Да, всё пропало, да, мир катится в бездну, и мы замерли, оцепенев от ужаса, онемев от гнева, потому что вы – это жалкая карикатура на реальную жизнь, пустая, тупая и уродливая. Мы к этому причастны, и мне хочется отрубить себе руки, ноги и голову – только бы не видеть.
Видел – значит, мог что-то предпринять, но вас принимают такими, какие вы есть. Поколение выпотрошенных родителей поощряет вас, держит дорогущие телефоны, пока вы выкладываете своё недопорно на просторы интернета, и они вас не стыдят, вас никто уже не устыдит, потому что не может быть никакого стыда у тех, кто с десяти лет продаёт своё лицо и комковатое, несформировавшееся тело, кто зарабатывает не мытьём полов, ботинок, улиц, или продажей газет, а рекламой, которая работает благодаря по-детски выпуклым сиськам, на которые приходят смотреть жалкие неудачники, желающие вечной грязи, разврата, толстеньких тринадцатилетних хохотушек, с проволокой, соединяющей левое ухо и правое ухо, чтобы бестолковая голова не рассыпалась на части, не отвалилась и не поскакала бы по оврагам, в которые свалены вонючей гниющей кучей популярные блогеры, артисты, композиторы и музыканты, такие же уличные девки, набравшие миллион просмотров, поверившие в свою уникальность, важность и значимость, а через секунду низвергнутые пидористичными мальчиками.

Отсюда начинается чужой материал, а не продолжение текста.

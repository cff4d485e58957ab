//! Admin socket of a running node.
//!
//! Protocol: newline-delimited JSON over a Unix socket, any number of requests
//! per connection.
//!
//! Request format: `{"op": "provision", ...}\n`
//! Response format: `{"ok": <value>}\n` or `{"err": "<message>"}\n`
//!
//! Every change to the node's store from outside the process goes through
//! here, so the node stays the only writer of its store file.

use std::path::{Path, PathBuf};
use std::str::FromStr;
use std::sync::Arc;

use anyhow::Context;
use futures_util::{SinkExt, StreamExt};
use serde::{Deserialize, Serialize};
use tokio::net::UnixStream;
use tokio_util::codec::{Framed, LinesCodec};
use volmgr_core::types::REPLICA_UID_LABEL;
use volmgr_core::{ObjectKey, ObjectMeta, RestoreIntent, RestoreSpec};

use crate::listener;
use crate::store::FileClusterStore;

/// Longest request line accepted.
pub const MAX_ADMIN_LINE: usize = 64 * 1024;

/// Replica placement on a pool instance, written `<pool>@<cluster>` on the CLI.
#[derive(Debug, Clone, PartialEq, Eq, Serialize, Deserialize)]
pub struct Placement {
    pub pool: String,
    pub cluster: String,
}

impl FromStr for Placement {
    type Err = anyhow::Error;

    fn from_str(raw: &str) -> Result<Self, Self::Err> {
        match raw.split_once('@') {
            Some((pool, cluster)) if !pool.is_empty() && !cluster.is_empty() => Ok(Self {
                pool: pool.to_string(),
                cluster: cluster.to_string(),
            }),
            _ => anyhow::bail!("placement {raw:?} is not <pool>@<cluster>"),
        }
    }
}

#[derive(Debug, Clone, PartialEq, Eq, Serialize, Deserialize)]
#[serde(tag = "op", rename_all = "snake_case")]
pub enum AdminRequest {
    /// Create a volume record and place its replicas.
    Provision {
        volume: String,
        replicas: u32,
        #[serde(default)]
        placements: Vec<Placement>,
    },
    /// Ask the replica identified by `replica_uid` to restore a backup.
    CreateRestore {
        name: String,
        replica_uid: String,
        volume: String,
        backup: String,
        #[serde(default)]
        source: String,
    },
    /// Dump the whole store.
    State,
}

#[derive(Debug, Clone, Serialize, Deserialize)]
#[serde(untagged)]
pub enum AdminResponse {
    Ok { ok: serde_json::Value },
    Err { err: String },
}

impl AdminResponse {
    pub fn into_result(self) -> anyhow::Result<serde_json::Value> {
        match self {
            AdminResponse::Ok { ok } => Ok(ok),
            AdminResponse::Err { err } => Err(anyhow::anyhow!(err)),
        }
    }
}

pub struct AdminContext {
    pub store: Arc<FileClusterStore>,
    /// Namespace new objects are created in.
    pub namespace: String,
}

/// Serve the admin socket until `shutdown` resolves.
pub async fn run<F>(
    socket_path: PathBuf,
    ctx: Arc<AdminContext>,
    shutdown: F,
) -> anyhow::Result<()>
where
    F: std::future::Future<Output = ()> + Send,
{
    listener::serve(socket_path, "admin", shutdown, move |socket| {
        handle_conn(socket, ctx.clone())
    })
    .await
}

async fn handle_conn(socket: UnixStream, ctx: Arc<AdminContext>) -> anyhow::Result<()> {
    let mut framed = Framed::new(socket, LinesCodec::new_with_max_length(MAX_ADMIN_LINE));
    while let Some(line) = framed.next().await {
        let (response, fatal) = match line {
            Ok(line) => (respond(&ctx, &line), None),
            // The codec cannot resync after an oversized or broken line.
            Err(err) => (
                AdminResponse::Err {
                    err: format!("unreadable admin request: {err}"),
                },
                Some(err),
            ),
        };
        let text = serde_json::to_string(&response).context("encode admin response")?;
        framed.send(text).await.context("send admin response")?;
        if let Some(err) = fatal {
            return Err(err).context("read admin request");
        }
    }
    Ok(())
}

fn respond(ctx: &AdminContext, line: &str) -> AdminResponse {
    let request = match serde_json::from_str::<AdminRequest>(line) {
        Ok(request) => request,
        Err(err) => {
            return AdminResponse::Err {
                err: format!("invalid admin request: {err}"),
            }
        }
    };
    match handle_request(ctx, request) {
        Ok(ok) => AdminResponse::Ok { ok },
        Err(err) => {
            tracing::warn!(error = ?err, "admin request failed");
            AdminResponse::Err {
                err: format!("{err:#}"),
            }
        }
    }
}

/// Apply one admin request to the store.
pub fn handle_request(
    ctx: &AdminContext,
    request: AdminRequest,
) -> anyhow::Result<serde_json::Value> {
    match request {
        AdminRequest::Provision {
            volume,
            replicas,
            placements,
        } => {
            if volume.is_empty() {
                anyhow::bail!("volume name is empty");
            }
            if replicas == 0 {
                anyhow::bail!("replicas must be at least 1");
            }
            let key = ObjectKey::new(&ctx.namespace, &volume);
            let placements: Vec<(String, String)> = placements
                .into_iter()
                .map(|p| (p.pool, p.cluster))
                .collect();
            let record = ctx.store.provision_volume(&key, replicas, &placements)?;
            tracing::info!(
                volume = %key,
                replicas,
                placements = placements.len(),
                "volume provisioned"
            );
            Ok(serde_json::to_value(record)?)
        }
        AdminRequest::CreateRestore {
            name,
            replica_uid,
            volume,
            backup,
            source,
        } => {
            if name.is_empty() {
                anyhow::bail!("restore name is empty");
            }
            if replica_uid.is_empty() {
                anyhow::bail!("replica uid is empty");
            }
            let meta = ObjectMeta::new(&ctx.namespace, &name)
                .with_label(REPLICA_UID_LABEL, &replica_uid);
            let intent = ctx.store.create_restore(RestoreIntent::new(
                meta,
                RestoreSpec {
                    volume_name: volume,
                    backup_name: backup,
                    restore_source: source,
                },
            ))?;
            tracing::info!(restore = %intent.key(), %replica_uid, "restore intent created");
            Ok(serde_json::to_value(intent)?)
        }
        AdminRequest::State => Ok(serde_json::to_value(ctx.store.state())?),
    }
}

/// Send one request to the admin socket at `socket_path`.
pub async fn request(
    socket_path: &Path,
    request: &AdminRequest,
) -> anyhow::Result<serde_json::Value> {
    let socket = UnixStream::connect(socket_path)
        .await
        .with_context(|| format!("connect {}", socket_path.display()))?;
    let mut framed = Framed::new(socket, LinesCodec::new_with_max_length(usize::MAX));
    let text = serde_json::to_string(request).context("encode admin request")?;
    framed.send(text).await.context("send admin request")?;
    let line = match framed.next().await {
        Some(line) => line.context("read admin response")?,
        None => anyhow::bail!("admin connection closed without a response"),
    };
    let response: AdminResponse =
        serde_json::from_str(&line).context("parse admin response")?;
    response.into_result()
}

#[cfg(test)]
mod tests {
    use super::*;

    fn context() -> AdminContext {
        AdminContext {
            store: Arc::new(FileClusterStore::in_memory()),
            namespace: "default".to_string(),
        }
    }

    #[test]
    fn placement_needs_pool_and_cluster() {
        assert_eq!(
            "p1@c1".parse::<Placement>().expect("parse"),
            Placement {
                pool: "p1".into(),
                cluster: "c1".into()
            }
        );
        assert!("p1".parse::<Placement>().is_err());
        assert!("@c1".parse::<Placement>().is_err());
        assert!("p1@".parse::<Placement>().is_err());
    }

    #[test]
    fn request_wire_shape() {
        let parsed: AdminRequest = serde_json::from_str(
            r#"{"op":"create_restore","name":"r-1","replica_uid":"u1","volume":"v1","backup":"b1"}"#,
        )
        .expect("parse");
        assert_eq!(
            parsed,
            AdminRequest::CreateRestore {
                name: "r-1".into(),
                replica_uid: "u1".into(),
                volume: "v1".into(),
                backup: "b1".into(),
                source: String::new(),
            }
        );
        let state: AdminRequest = serde_json::from_str(r#"{"op":"state"}"#).expect("parse");
        assert_eq!(state, AdminRequest::State);
    }

    #[test]
    fn provision_refuses_to_overwrite() {
        let ctx = context();
        let provision = AdminRequest::Provision {
            volume: "v1".into(),
            replicas: 3,
            placements: vec!["p1@c1".parse().expect("p1"), "p2@c1".parse().expect("p2")],
        };
        handle_request(&ctx, provision.clone()).expect("provision");
        let err = handle_request(&ctx, provision).expect_err("second provision");
        assert!(format!("{err:#}").contains("already exists"));

        let state = ctx.store.state();
        assert_eq!(state.volume_replicas.len(), 2);
        assert_eq!(state.pool_instances.len(), 2);
        assert_eq!(state.volumes["default/v1"].spec.desired_replication_factor, 3);
    }

    #[test]
    fn restore_intent_is_labelled_for_its_replica() {
        let ctx = context();
        let created = handle_request(
            &ctx,
            AdminRequest::CreateRestore {
                name: "restore-1".into(),
                replica_uid: "uid-1".into(),
                volume: "v1".into(),
                backup: "snap-1".into(),
                source: "10.0.0.1:9000".into(),
            },
        )
        .expect("create");
        let intent: RestoreIntent = serde_json::from_value(created).expect("intent");
        assert!(intent.is_owned_by("uid-1"));
        assert!(intent.is_pending());

        let missing_owner = AdminRequest::CreateRestore {
            name: "restore-2".into(),
            replica_uid: String::new(),
            volume: "v1".into(),
            backup: "snap-1".into(),
            source: String::new(),
        };
        assert!(handle_request(&ctx, missing_owner).is_err());
    }

    #[test]
    fn bad_lines_get_an_error_response() {
        let ctx = context();
        let response = respond(&ctx, "not json");
        assert!(matches!(response, AdminResponse::Err { .. }));
        let response = respond(&ctx, r#"{"op":"provision","volume":"v1","replicas":0}"#);
        assert!(matches!(response, AdminResponse::Err { err } if err.contains("at least 1")));
    }
}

У них не будет стыда и мнений. Только поклонение быстро сменяющим друг друга картинкам, воплям; и вера в то, что взрослый человек – ничтожество, не знающий ничего о жизни, потому что его записанные судороги с уродливой мордой, кривящейся во все стороны и вихляющей червём, не набрали тысячи просмотров и лайков.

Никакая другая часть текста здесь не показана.